The “Startup Mode” Conundrum

Siddharth
Sid’s Tech Cafe
Published in
3 min readNov 18, 2018

The Eternal Fight between ‘getting it right’ vs ‘getting it out’

Being a software development consultant has an edge over other venues of the engineering discipline (like product development etc.), as one gets to work on a wide range of domains and technology stacks in a relatively smaller period of time. One also gets exposed to a variety of operational practices across organizations; for e.g. some customers have a multi-year plan while others operate iteration to iteration. Some clients are open to change, while others are entrenched. Although I am a fan & proponent of XP, I believe it’s not for everyone, right from individuals to corporations. In fact it’s quite difficult to get XP right.

As developers, we want to write the best possible code, with a rich test coverage, a robust CI/CD workflow and a well-monitored infrastructure.

There is no one size fits all solution to software project execution from an engineering perspective, as it differs a lot across the industry spectrum. This offshoots into an interesting problem when a client has tight deadlines - sometimes it’s a rescue project whose result could make or break their business. Now as developers, we want to write the best possible code, with a rich test coverage, a robust CI/CD workflow and a well-monitored infrastructure. But quality takes time and talent. Let’s assume for the sake of this argument that all developers are highly competent; quality then becomes a function of time. Ironically, startups are strapped for two things, time and funds.

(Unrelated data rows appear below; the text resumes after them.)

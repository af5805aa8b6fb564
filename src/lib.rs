//! # fwcodec: Fixed-Width Record Codec
//!
//! Declarative layouts for fixed-width positional text files (batch, mainframe and
//! bank-style record formats), with a PEST grammar for layout files and a symmetric
//! decoder/encoder driven by the same [`Layout`].
//!
//! ## Decoding model
//!
//! - Every line is one record; fields are read left to right at fixed byte widths.
//! - Data problems never abort a stream: each record carries its own errors and
//!   warnings, and a [`RecordSet`] partitions into accepted and rejected records.
//! - Configuration problems (bad pads, unknown date-time formats, invalid regexes)
//!   fail up front as [`LayoutError`].
//!
//! ## Field kinds
//!
//! - `string(W)` / `string(WxH)`: trimming, case folding, pattern and allowed-value
//!   checks, replacement, translation maps, alignment and padding
//! - `integer(W)`, `decimal(W)` with an optional implied scale
//! - `date(W, "pattern")`, `datetime("YYYYMMDDHHMM")` with derived `_fmt` / `_iso` keys
//! - `repeat(N, type)` and `group(N) { ... }` for repeated columns and nested sub-records
//!
//! ## Example layout
//!
//! ```text
//! layout customer {
//!   spacing = 0;
//!   id:      integer(6) [required];
//!   name:    string(20) [title];
//!   balance: decimal(9) [scale(2), pad("0")];
//!   opened:  date(8, "%Y%m%d") [min_year(1900)];
//!   phones:  repeat(2, string(10));
//! }
//! ```
//!
//! ## Usage
//!
//! ```
//! use fwcodec::{load, Decoder, Encoder};
//!
//! let schema = load(r#"layout l { code: string(3) [upper]; qty: integer(4); }"#).unwrap();
//! let layout = schema.get_layout("l").unwrap();
//! let set = Decoder::new(layout).parse_str("abc0042\nxyz0007").unwrap();
//! assert_eq!(set.len(), 2);
//! assert_eq!(set[0].get("code").and_then(|v| v.as_str()), Some("ABC"));
//!
//! let out = Encoder::new(layout).encode(&set);
//! assert_eq!(out.text, "ABC0042\nXYZ0007");
//! ```

pub mod ast;
pub mod codec;
pub mod cursor;
pub mod diagnostic;
pub mod field;
pub mod layout;
pub mod numeric;
pub mod parser;
pub mod record;
pub mod temporal;
pub mod text;
pub mod value;

pub use ast::{ResolvedSchema, Schema};
pub use codec::{CodecError, Decoder, EncodeWarning, Encoded, Encoder, Records};
pub use cursor::Cursor;
pub use diagnostic::{Diagnostic, Diagnostics};
pub use field::{FieldSpec, GroupField, RepeatedField};
pub use layout::{Layout, LayoutError};
pub use numeric::{parse_decimal, to_implied, DecimalField, IntegerField};
pub use parser::parse;
pub use record::{Record, RecordSet};
pub use temporal::{DateField, DateTimeField, DateTimeFormat};
pub use text::{Align, CaseFold, StringField, Width};
pub use value::{Fields, Lookup, Value};

/// Parse layout source and resolve every layout it declares.
pub fn load(source: &str) -> Result<ResolvedSchema, LayoutError> {
    ResolvedSchema::resolve(parse(source)?)
}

Let’s look at this problem from a typical early to mid-stage startup owner’s perspective. They want devs to push features fast and with high quality. Do you see the contradiction? As discussed above, quality is proportional to time, but we want to ship things fast! The Product Owners (PO) ask the engineers to cut corners and ship without tests or enough QA. But this directly affects quality and user experience. This is especially painful when one is a consultant for such a startup, and is exacerbated when the POs are non technical.

I would like to stress that no one is wrong in this scenario, devs want to ship top notch stuff, but if the business won’t exist till the time the software is ‘top notch’, it’s futile anyway. We are not building software mausoleums. This is a classic conundrum I have faced in my career a few times. I am yet to find a sustainable solution.

Let’s look at some examples; Twitter started out as an RoR application which later had to be migrated to the JVM due to scalability & perf issues. Facebook was a PHP spaghetti to begin with, which needed the HHVM later. There are numerous examples, from LinkedIn to Airbnb that started with high tech debts, because the need of the hour was speed. However, they did have to pay the debts later and had to slow down. Tech debts bite big time if ignored.

In conclusion, there is no single solution to the aforementioned quandary, there are only trade-offs, in fact I dare to claim that most software engineering is a fine balance between axiomatic but incompatible options.